YOUR GOAL:
Each record below needs to be retyped exactly.

RECORDS SUPPLIED:
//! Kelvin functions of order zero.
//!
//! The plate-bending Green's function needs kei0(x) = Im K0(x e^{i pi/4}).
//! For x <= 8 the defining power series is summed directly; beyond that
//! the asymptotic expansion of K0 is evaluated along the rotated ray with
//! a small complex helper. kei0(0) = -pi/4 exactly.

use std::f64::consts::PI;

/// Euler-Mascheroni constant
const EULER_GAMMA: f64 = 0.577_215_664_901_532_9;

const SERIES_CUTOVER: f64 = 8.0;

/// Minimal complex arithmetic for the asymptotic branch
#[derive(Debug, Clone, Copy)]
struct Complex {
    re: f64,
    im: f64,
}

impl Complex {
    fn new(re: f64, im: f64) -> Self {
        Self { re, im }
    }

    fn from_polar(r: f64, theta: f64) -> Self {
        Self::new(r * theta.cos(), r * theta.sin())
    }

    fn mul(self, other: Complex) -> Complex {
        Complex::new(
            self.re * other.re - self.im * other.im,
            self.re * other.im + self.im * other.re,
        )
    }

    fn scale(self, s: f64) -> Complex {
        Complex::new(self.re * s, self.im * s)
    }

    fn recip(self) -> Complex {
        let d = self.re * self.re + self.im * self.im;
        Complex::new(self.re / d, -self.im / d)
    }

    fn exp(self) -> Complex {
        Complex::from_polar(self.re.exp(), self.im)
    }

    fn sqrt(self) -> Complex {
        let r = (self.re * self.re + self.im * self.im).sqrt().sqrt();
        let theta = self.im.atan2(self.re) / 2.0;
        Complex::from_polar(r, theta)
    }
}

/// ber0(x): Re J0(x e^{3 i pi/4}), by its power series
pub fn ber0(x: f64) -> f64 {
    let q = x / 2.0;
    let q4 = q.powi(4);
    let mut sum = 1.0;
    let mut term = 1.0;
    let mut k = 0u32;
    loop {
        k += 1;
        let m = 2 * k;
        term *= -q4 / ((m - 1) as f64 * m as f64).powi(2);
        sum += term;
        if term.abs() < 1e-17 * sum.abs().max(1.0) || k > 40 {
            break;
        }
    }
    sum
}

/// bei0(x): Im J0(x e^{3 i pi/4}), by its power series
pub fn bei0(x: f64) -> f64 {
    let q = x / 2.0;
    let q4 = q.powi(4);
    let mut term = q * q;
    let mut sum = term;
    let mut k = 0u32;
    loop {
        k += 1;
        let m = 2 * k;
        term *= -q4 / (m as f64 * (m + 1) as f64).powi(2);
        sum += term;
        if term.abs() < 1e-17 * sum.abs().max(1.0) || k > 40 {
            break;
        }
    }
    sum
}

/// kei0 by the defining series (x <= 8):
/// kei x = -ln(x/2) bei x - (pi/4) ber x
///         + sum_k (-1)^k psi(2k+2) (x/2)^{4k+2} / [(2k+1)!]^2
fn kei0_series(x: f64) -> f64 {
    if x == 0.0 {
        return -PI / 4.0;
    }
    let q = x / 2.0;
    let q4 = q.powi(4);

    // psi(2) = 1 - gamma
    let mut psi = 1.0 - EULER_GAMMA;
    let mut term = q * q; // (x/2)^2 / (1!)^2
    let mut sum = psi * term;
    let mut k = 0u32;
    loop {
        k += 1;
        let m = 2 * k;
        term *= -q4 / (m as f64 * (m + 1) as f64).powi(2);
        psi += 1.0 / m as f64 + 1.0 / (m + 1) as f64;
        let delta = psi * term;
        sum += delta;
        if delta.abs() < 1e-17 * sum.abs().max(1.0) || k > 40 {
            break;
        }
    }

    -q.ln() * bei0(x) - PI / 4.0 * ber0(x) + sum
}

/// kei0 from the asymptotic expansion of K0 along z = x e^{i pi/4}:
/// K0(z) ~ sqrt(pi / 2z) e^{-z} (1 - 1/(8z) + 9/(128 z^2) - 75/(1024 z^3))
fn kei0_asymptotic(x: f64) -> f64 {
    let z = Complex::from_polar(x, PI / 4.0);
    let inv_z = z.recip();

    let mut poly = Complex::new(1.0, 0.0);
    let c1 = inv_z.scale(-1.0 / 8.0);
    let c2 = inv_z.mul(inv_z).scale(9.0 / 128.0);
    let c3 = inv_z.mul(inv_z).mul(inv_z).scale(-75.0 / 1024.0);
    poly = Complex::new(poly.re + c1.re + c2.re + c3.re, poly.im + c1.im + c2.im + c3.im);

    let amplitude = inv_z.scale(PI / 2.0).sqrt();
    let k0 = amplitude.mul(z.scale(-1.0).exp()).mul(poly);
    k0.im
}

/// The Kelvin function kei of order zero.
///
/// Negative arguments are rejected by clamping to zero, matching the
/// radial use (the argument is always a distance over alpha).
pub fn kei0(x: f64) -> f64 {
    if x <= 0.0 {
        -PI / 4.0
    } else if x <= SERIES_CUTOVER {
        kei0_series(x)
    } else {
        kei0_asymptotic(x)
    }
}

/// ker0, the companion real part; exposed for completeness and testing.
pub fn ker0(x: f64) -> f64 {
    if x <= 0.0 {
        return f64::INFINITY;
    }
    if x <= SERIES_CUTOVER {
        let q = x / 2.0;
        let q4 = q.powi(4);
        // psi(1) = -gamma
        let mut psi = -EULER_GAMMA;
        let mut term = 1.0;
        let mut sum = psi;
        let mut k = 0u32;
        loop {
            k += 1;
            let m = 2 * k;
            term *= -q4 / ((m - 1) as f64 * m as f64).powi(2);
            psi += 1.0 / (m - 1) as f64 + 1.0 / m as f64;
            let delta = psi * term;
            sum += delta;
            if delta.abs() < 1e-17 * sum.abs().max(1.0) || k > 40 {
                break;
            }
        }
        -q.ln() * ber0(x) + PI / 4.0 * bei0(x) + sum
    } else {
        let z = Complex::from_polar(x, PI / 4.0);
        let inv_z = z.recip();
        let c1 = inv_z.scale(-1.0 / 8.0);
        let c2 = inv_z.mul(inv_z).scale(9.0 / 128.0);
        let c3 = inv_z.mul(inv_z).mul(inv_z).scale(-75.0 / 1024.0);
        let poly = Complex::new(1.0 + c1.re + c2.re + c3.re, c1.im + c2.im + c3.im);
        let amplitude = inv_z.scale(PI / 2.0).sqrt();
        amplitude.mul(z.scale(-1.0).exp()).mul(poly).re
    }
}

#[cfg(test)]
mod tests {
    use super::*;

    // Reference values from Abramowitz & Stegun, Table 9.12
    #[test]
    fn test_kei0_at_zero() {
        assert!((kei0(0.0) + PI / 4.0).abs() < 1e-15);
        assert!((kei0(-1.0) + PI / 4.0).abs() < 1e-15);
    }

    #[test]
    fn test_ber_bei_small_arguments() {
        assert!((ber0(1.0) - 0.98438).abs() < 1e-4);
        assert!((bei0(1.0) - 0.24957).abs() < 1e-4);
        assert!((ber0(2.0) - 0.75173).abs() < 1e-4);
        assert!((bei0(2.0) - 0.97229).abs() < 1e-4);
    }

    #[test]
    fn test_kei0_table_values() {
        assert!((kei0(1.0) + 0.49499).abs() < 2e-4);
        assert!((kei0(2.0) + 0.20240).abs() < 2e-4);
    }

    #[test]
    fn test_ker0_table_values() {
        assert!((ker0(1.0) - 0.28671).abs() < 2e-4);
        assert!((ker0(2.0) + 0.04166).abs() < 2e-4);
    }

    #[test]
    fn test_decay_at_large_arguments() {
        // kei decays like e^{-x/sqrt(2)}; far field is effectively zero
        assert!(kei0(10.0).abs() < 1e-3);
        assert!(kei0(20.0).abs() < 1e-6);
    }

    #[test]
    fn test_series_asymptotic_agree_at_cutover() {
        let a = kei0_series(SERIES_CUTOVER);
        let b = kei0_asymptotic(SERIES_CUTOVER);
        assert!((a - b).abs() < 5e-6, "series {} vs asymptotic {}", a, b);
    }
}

ANSWER AREA:
//! Kelvin functions of order zero.
//!
//! The plate-bending Green's function needs kei0(x) = Im K0(x e^{i pi/4}).
//! For x <= 8 the defining power series is summed directly; beyond that
//! the asymptotic expansion of K0 is evaluated along the rotated ray with
//! a small complex helper. kei0(0) = -pi/4 exactly.

use std::f64::consts::PI;

/// Euler-Mascheroni constant
const EULER_GAMMA: f64 = 0.577_215_664_901_532_9;

const SERIES_CUTOVER: f64 = 8.0;

/// Minimal complex arithmetic for the asymptotic branch
#[derive(Debug, Clone, Copy)]
struct Complex {
    re: f64,
    im: f64,
}

impl Complex {
    fn new(re: f64, im: f64) -> Self {
        Self { re, im }
    }

    fn from_polar(r: f64, theta: f64) -> Self {
        Self::new(r * theta.cos(), r * theta.sin())
    }

    fn mul(self, other: Complex) -> Complex {
        Complex::new(
            self.re * other.re - self.im * other.im,
            self.re * other.im + self.im * other.re,
        )
    }

    fn scale(self, s: f64) -> Complex {
        Complex::new(self.re * s, self.im * s)
    }

    fn recip(self) -> Complex {
        let d = self.re * self.re + self.im * self.im;
        Complex::new(self.re / d, -self.im / d)
    }

    fn exp(self) -> Complex {
        Complex::from_polar(self.re.exp(), self.im)
    }

    fn sqrt(self) -> Complex {
        let r = (self.re * self.re + self.im * self.im).sqrt().sqrt();
        let theta = self.im.atan2(self.re) / 2.0;
        Complex::from_polar(r, theta)
    }
}

/// ber0(x): Re J0(x e^{3 i pi/4}), by its power series
pub fn ber0(x: f64) -> f64 {
    let q = x / 2.0;
    let q4 = q.powi(4);
    let mut sum = 1.0;
    let mut term = 1.0;
    let mut k = 0u32;
    loop {
        k += 1;
        let m = 2 * k;
        term *= -q4 / ((m - 1) as f64 * m as f64).powi(2);
        sum += term;
        if term.abs() < 1e-17 * sum.abs().max(1.0) || k > 40 {
            break;
        }
    }
    sum
}

/// bei0(x): Im J0(x e^{3 i pi/4}), by its power series
pub fn bei0(x: f64) -> f64 {
    let q = x / 2.0;
    let q4 = q.powi(4);
    let mut term = q * q;
    let mut sum = term;
    let mut k = 0u32;
    loop {
        k += 1;
        let m = 2 * k;
        term *= -q4 / (m as f64 * (m + 1) as f64).powi(2);
        sum += term;
        if term.abs() < 1e-17 * sum.abs().max(1.0) || k > 40 {
            break;
        }
    }
    sum
}

/// kei0 by the defining series (x <= 8):
/// kei x = -ln(x/2) bei x - (pi/4) ber x
///         + sum_k (-1)^k psi(2k+2) (x/2)^{4k+2} / [(2k+1)!]^2
fn kei0_series(x: f64) -> f64 {
    if x == 0.0 {
        return -PI / 4.0;
    }
    let q = x / 2.0;
    let q4 = q.powi(4);

    // psi(2) = 1 - gamma
    let mut psi = 1.0 - EULER_GAMMA;
    let mut term = q * q; // (x/2)^2 / (1!)^2
    let mut sum = psi * term;
    let mut k = 0u32;
    loop {
        k += 1;
        let m = 2 * k;
        term *= -q4 / (m as f64 * (m + 1) as f64).powi(2);
        psi += 1.0 / m as f64 + 1.0 / (m + 1) as f64;
        let delta = psi * term;
        sum += delta;
        if delta.abs() < 1e-17 * sum.abs().max(1.0) || k > 40 {
            break;
        }
    }

    -q.ln() * bei0(x) - PI / 4.0 * ber0(x) + sum
}

/// kei0 from the asymptotic expansion of K0 along z = x e^{i pi/4}:
/// K0(z) ~ sqrt(pi / 2z) e^{-z} (1 - 1/(8z) + 9/(128 z^2) - 75/(1024 z^3))
fn kei0_asymptotic(x: f64) -> f64 {
    let z = Complex::from_polar(x, PI / 4.0);
    let inv_z = z.recip();

    let mut poly = Complex::new(1.0, 0.0);
    let c1 = inv_z.scale(-1.0 / 8.0);
    let c2 = inv_z.mul(inv_z).scale(9.0 / 128.0);
    let c3 = inv_z.mul(inv_z).mul(inv_z).scale(-75.0 / 1024.0);
    poly = Complex::new(poly.re + c1.re + c2.re + c3.re, poly.im + c1.im + c2.im + c3.im);

    let amplitude = inv_z.scale(PI / 2.0).sqrt();
    let k0 = amplitude.mul(z.scale(-1.0).exp()).mul(poly);
    k0.im
}

/// The Kelvin function kei of order zero.
///
/// Negative arguments are rejected by clamping to zero, matching the
/// radial use (the argument is always a distance over alpha).
pub fn kei0(x: f64) -> f64 {
    if x <= 0.0 {
        -PI / 4.0
    } else if x <= SERIES_CUTOVER {
        kei0_series(x)
    } else {
        kei0_asymptotic(x)
    }
}

/// ker0, the companion real part; exposed for completeness and testing.
pub fn ker0(x: f64) -> f64 {
    if x <= 0.0 {
        return f64::INFINITY;
    }
    if x <= SERIES_CUTOVER {
        let q = x / 2.0;
        let q4 = q.powi(4);
        // psi(1) = -gamma
        let mut psi = -EULER_GAMMA;
        let mut term = 1.0;
        let mut sum = psi;
        let mut k = 0u32;
        loop {
            k += 1;
            let m = 2 * k;
            term *= -q4 / ((m - 1) as f64 * m as f64).powi(2);
            psi += 1.0 / (m - 1) as f64 + 1.0 / m as f64;
            let delta = psi * term;
            sum += delta;
            if delta.abs() < 1e-17 * sum.abs().max(1.0) || k > 40 {
                break;
            }
        }
        -q.ln() * ber0(x) + PI / 4.0 * bei0(x) + sum
    } else {
        let z = Complex::from_polar(x, PI / 4.0);
        let inv_z = z.recip();
        let c1 = inv_z.scale(-1.0 / 8.0);
        let c2 = inv_z.mul(inv_z).scale(9.0 / 128.0);
        let c3 = inv_z.mul(inv_z).mul(inv_z).scale(-75.0 / 1024.0);
        let poly = Complex::new(1.0 + c1.re + c2.re + c3.re, c1.im + c2.im + c3.im);
        let amplitude = inv_z.scale(PI / 2.0).sqrt();
        amplitude.mul(z.scale(-1.0).exp()).mul(poly).re
    }
}

#[cfg(test)]
mod tests {
    use super::*;

    // Reference values from Abramowitz & Stegun, Table 9.12
    #[test]
    fn test_kei0_at_zero() {
        assert!((kei0(0.0) + PI / 4.0).abs() < 1e-15);
        assert!((kei0(-1.0) + PI / 4.0).abs() < 1e-15);
    }

    #[test]
    fn test_ber_bei_small_arguments() {
        assert!((ber0(1.0) - 0.98438).abs() < 1e-4);
        assert!((bei0(1.0) - 0.24957).abs() < 1e-4);
        assert!((ber0(2.0) - 0.75173).abs() < 1e-4);
        assert!((bei0(2.0) - 0.97229).abs() < 1e-4);
    }

    #[test]
    fn test_kei0_table_values() {
        assert!((kei0(1.0) + 0.49499).abs() < 2e-4);
        assert!((kei0(2.0) + 0.20240).abs() < 2e-4);
    }

    #[test]
    fn test_ker0_table_values() {
        assert!((ker0(1.0) - 0.28671).abs() < 2e-4);
        assert!((ker0(2.0) + 0.04166).abs() < 2e-4);
    }

    #[test]
    fn test_decay_at_large_arguments() {
        // kei decays like e^{-x/sqrt(2)}; far field is effectively zero
        assert!(kei0(10.0).abs() < 1e-3);
        assert!(kei0(20.0).abs() < 1e-6);
    }

    #[test]
    fn test_series_asymptotic_agree_at_cutover() {
        let a = kei0_series(SERIES_CUTOVER);
        let b = kei0_asymptotic(SERIES_CUTOVER);
        assert!((a - b).abs() < 5e-6, "series {} vs asymptotic {}", a, b);
    }
}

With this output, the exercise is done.